İlk durağım giriş kattaki Saffet teyze olacak. Yine kenarları dantelli bir mendilin içinde bayram harçlığı verecek büyük bir nezaketle.Anne ve babama selamlarını iletmemi söyleyerek.Ardindan apartmanda kiracı olarak oturan 3-4 haneye gideceğim. Minik mendiller, çikolatalar eşliğinde geri döneceğim. Akşam üzerine doğru Pınarbaşı'nda oturan teyzemin etlerini hazırlayacak annem, onlar teyzemle hoş beş ederken babam beni Pınarbaşı meydanında kurulan bayram alanına götürecek. Tahta bacakları,upuzun görünen boylariyla nasıl yürüdüklerini akıl edemediğim cambazları izleyeceğim yıllarca şaşkınlıkla.Dev varil içinde büyük bir hızla motorunu süren sürücüyü izleyeceğim, ipte yürüyen cambazı. Dönme dolabın, çarpışan arabaların tadını çıkaracağım. Eve dönüş yolunda yine arabada uyuyacağım.Babam kucağına alarak eve çıkaracak, annem yarı uykulu pijamalarımi giydirecek.
İkinci gün hiç şaşmaz amcamlara gideceğiz.
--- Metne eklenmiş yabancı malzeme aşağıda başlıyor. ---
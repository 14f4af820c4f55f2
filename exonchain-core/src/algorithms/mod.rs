//! Core chaining algorithms.
//!
//! ## Modules
//!
//! - [`context`]: Per-pass context and prepared candidates
//! - [`dynamic_programming`]: Forward DP, junction scoring, reduction and backtracking
//! - [`recovery`]: Region segmentation and recovery of missing parts
//!
//! ## Algorithm Overview
//!
//! One transcript is predicted in stages:
//!
//! 1. **Coarse pass**: chain the raw hits of every contig/strand without
//!    junction or terminal costs and keep the competitive partitions
//! 2. **Reduction**: drop hits that take part in no near-optimal chain
//! 3. **Segmentation**: split the surviving hits into candidate regions
//! 4. **Recovery**: realign the reference parts without a hit against the
//!    genome between and around the present hits
//! 5. **Spliced pass**: chain again with splice-aware junction scores and
//!    start/stop terminal costs, then backtrack the best chains
//!
//! Junctions are scored as
//!
//! ```text
//! junction(j, m) = max(
//!     donor(j, b) + acceptor(m, a) + gap_cost(skipped, d - 1),   // intron
//!     align(fused translation) - score(j) - score(m) - d * GL    // intron loss
//! )
//! ```
//!
//! over donor offsets `b` and acceptor offsets `a` of matching phase.

pub mod context;
pub mod dynamic_programming;
pub mod recovery;
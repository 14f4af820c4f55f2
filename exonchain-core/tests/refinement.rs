mod common;

use exonchain_core::config::PredictorConfig;
use exonchain_core::TranscriptPredictor;

use crate::common::{create_test_collection, create_test_hit, create_test_transcript, GeneBuilder, PART_0};

/// Second part of a two-part transcript that ends with a stop
const LAST_PART: &str = "WCYFGP*";

#[test]
fn boundaries_move_to_splice_sites_start_and_stop() {
    // flank | ATG AAA TGG TTC GAA GGC | intron | TGG TGC TAC TTC GGC CCA | TAA | flank
    let layout = GeneBuilder::new()
        .exon(PART_0)
        .intron()
        .exon("WCYFGP")
        .bases(b"TAA")
        .build();
    let (first, second) = (layout.exons[0], layout.exons[1]);

    // WFE of MKWFEG: two residues short of the start, one short of the donor
    let upstream_hit = create_test_hit(0, first.0 + 6, first.1 - 3, (3, 5), 6, "WFE");
    // CYFGP of WCYFGP*: one residue short of the acceptor and the stop
    let downstream_hit = create_test_hit(1, second.0 + 3, second.1, (2, 6), 7, "CYFGP");

    let transcript = create_test_transcript(&[PART_0, LAST_PART]);
    let predictor = TranscriptPredictor::new(layout.genome(), PredictorConfig::default()).unwrap();
    let result = predictor
        .predict(
            &transcript,
            &create_test_collection(2, vec![upstream_hit, downstream_hit]),
        )
        .unwrap();

    assert_eq!(result.predictions.len(), 1);
    let prediction = &result.predictions[0];
    assert!(prediction.problems.is_empty());

    let exons: Vec<(i64, i64)> = prediction.exons.iter().map(|e| (e.start, e.end)).collect();
    assert_eq!(exons, vec![first, (second.0, second.1 + 3)]);
    assert_eq!(prediction.protein, b"MKWFEGWCYFGP*".to_vec());
    assert!(prediction.metrics.start);
    assert!(prediction.metrics.stop);
    assert!((prediction.metrics.identity - 1.0).abs() < 1e-9);

    let upstream_notes = &prediction.exons[0].notes;
    assert!(upstream_notes.iter().any(|n| n == "donor +3 (phase 0)"));
    assert!(upstream_notes.iter().any(|n| n == "start codon +2 residues"));
    let downstream_notes = &prediction.exons[1].notes;
    assert!(downstream_notes.iter().any(|n| n == "acceptor +3 (phase 0)"));
    assert!(downstream_notes.iter().any(|n| n == "stop codon +1 residues"));
}

#[test]
fn unrefined_transcript_keeps_hit_boundaries() {
    let layout = GeneBuilder::new().exon(PART_0).intron().exon("WCYFGP").build();
    let hits = vec![
        create_test_hit(0, layout.exons[0].0, layout.exons[0].1, (1, 6), 6, PART_0),
        create_test_hit(1, layout.exons[1].0, layout.exons[1].1, (1, 6), 6, "WCYFGP"),
    ];
    let transcript = create_test_transcript(&[PART_0, "WCYFGP"]);
    let predictor = TranscriptPredictor::new(layout.genome(), PredictorConfig::default()).unwrap();

    let result = predictor
        .predict(&transcript, &create_test_collection(2, hits))
        .unwrap();

    let prediction = &result.predictions[0];
    let exons: Vec<(i64, i64)> = prediction.exons.iter().map(|e| (e.start, e.end)).collect();
    assert_eq!(exons, layout.exons);
    assert!(prediction.exons[0]
        .notes
        .iter()
        .all(|n| !n.starts_with("start codon")));
    assert!(!prediction.metrics.stop);
}
use std::cmp::{Ordering, Reverse};
use std::collections::BinaryHeap;

use crate::solution::Solution;

/// Heap entry ordered by [`Solution::rank_cmp`].
#[derive(Debug)]
struct Ranked(Solution);

impl PartialEq for Ranked {
    fn eq(&self, other: &Self) -> bool {
        self.0.rank_cmp(&other.0) == Ordering::Equal
    }
}

impl Eq for Ranked {}

impl PartialOrd for Ranked {
    fn partial_cmp(&self, other: &Self) -> Option<Ordering> {
        Some(self.cmp(other))
    }
}

impl Ord for Ranked {
    fn cmp(&self, other: &Self) -> Ordering {
        self.0.rank_cmp(&other.0)
    }
}

/// Keeps the best `capacity` solutions seen so far.
///
/// The worst retained solution sits at the top of a min-heap, so a new
/// solution replaces it only if it ranks strictly higher.
///
/// # Examples
///
/// ```rust
/// use exonchain_core::solution::SolutionQueue;
///
/// let queue = SolutionQueue::new(3);
/// assert!(queue.is_empty());
/// assert_eq!(queue.into_sorted_vec().len(), 0);
/// ```
#[derive(Debug)]
pub struct SolutionQueue {
    capacity: usize,
    heap: BinaryHeap<Reverse<Ranked>>,
}

impl SolutionQueue {
    #[must_use]
    pub fn new(capacity: usize) -> Self {
        Self {
            capacity,
            heap: BinaryHeap::with_capacity(capacity + 1),
        }
    }

    #[must_use]
    pub fn len(&self) -> usize {
        self.heap.len()
    }

    #[must_use]
    pub fn is_empty(&self) -> bool {
        self.heap.is_empty()
    }

    /// Offer a solution; returns whether it was retained.
    pub fn push(&mut self, solution: Solution) -> bool {
        if self.capacity == 0 {
            return false;
        }
        if self.heap.len() < self.capacity {
            self.heap.push(Reverse(Ranked(solution)));
            return true;
        }
        let improves = self
            .heap
            .peek()
            .is_some_and(|Reverse(worst)| solution.rank_cmp(&worst.0).is_gt());
        if improves {
            self.heap.pop();
            self.heap.push(Reverse(Ranked(solution)));
        }
        improves
    }

    /// Retained solutions, best first.
    #[must_use]
    pub fn into_sorted_vec(self) -> Vec<Solution> {
        self.heap
            .into_sorted_vec()
            .into_iter()
            .map(|Reverse(Ranked(solution))| solution)
            .collect()
    }
}

impl Extend<Solution> for SolutionQueue {
    fn extend<I: IntoIterator<Item = Solution>>(&mut self, iter: I) {
        for solution in iter {
            self.push(solution);
        }
    }
}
Yengem akşam yemeği hazırlıklarına başlayacak, güle oynaya kalabalık bir masada bayram tadında bir yemek yenilecek.
Üçüncü gün mahalle komşuları ziyareti yapılacak, yaşça büyük olanlar ilk sırayı alacak. Babamlarin maliyeden arkadaşı olan ve neredeyse onların torunları olacak yaşta ben Fikret amcalarda kahve içeceğim, yanlarında ikram ettikleri vişne likörlü çikolata ile. Sonra eve gelip babamın aldığı çikolatalara dadanacağim. Babam nane likörlü çikolata alıyor, ben ise vişne likörlü çikolatayı seviyorum. Bunun için Fikret amca ve Meral teyzeleri ziyareti herkesten daha çok seviyorum. Dördüncü gün iade - i ziyaret günü. Annem sabah erkenden mutfakta. Tabaklara yaprak sarması, baklava ve poğaça koyacak , bana da " Teker teker dökmeden götür" diye sıkıca tembih edecek. Ayağında kırmızı rugan pabuçlarım, kirazlı tokalarim ile kendimi yeryüzünün en mutlu çocuğu olarak görüp servis yapacağım. "Aman Allahım maviş büyümüşte servis yapıyor" cümleleri arasında göğsüm kabararak.
Kapı açılıyor, torunum usulca başını uzatıyor "Annane uyandın mı ? " Diye fısıldıyor. Gülümsüyorum, koynuma alıyorum, sımsıkı sarılıyorum. Gözlerimden bir kaç damla yaş süzülüyor. Artık çocuk olmasam da, renkli mendiller, şekerler sıkıştırilmasa da avuçlarıma, koynumda bir bayram şekerim var, "Annane uyandın mı" diyen. Yitip giden yılların bana en büyük hediyesi, mucizesi..
Dedim ya geç kalmış bir bayram yazısıydi bu. Siz hâlâ zili çaldıginizda kapıyı açan bir babanız, içeriye buyur eden anneniz varsa bitmeyen bir bayramdasiniz. Çok yasayiniz ve çok gününüz.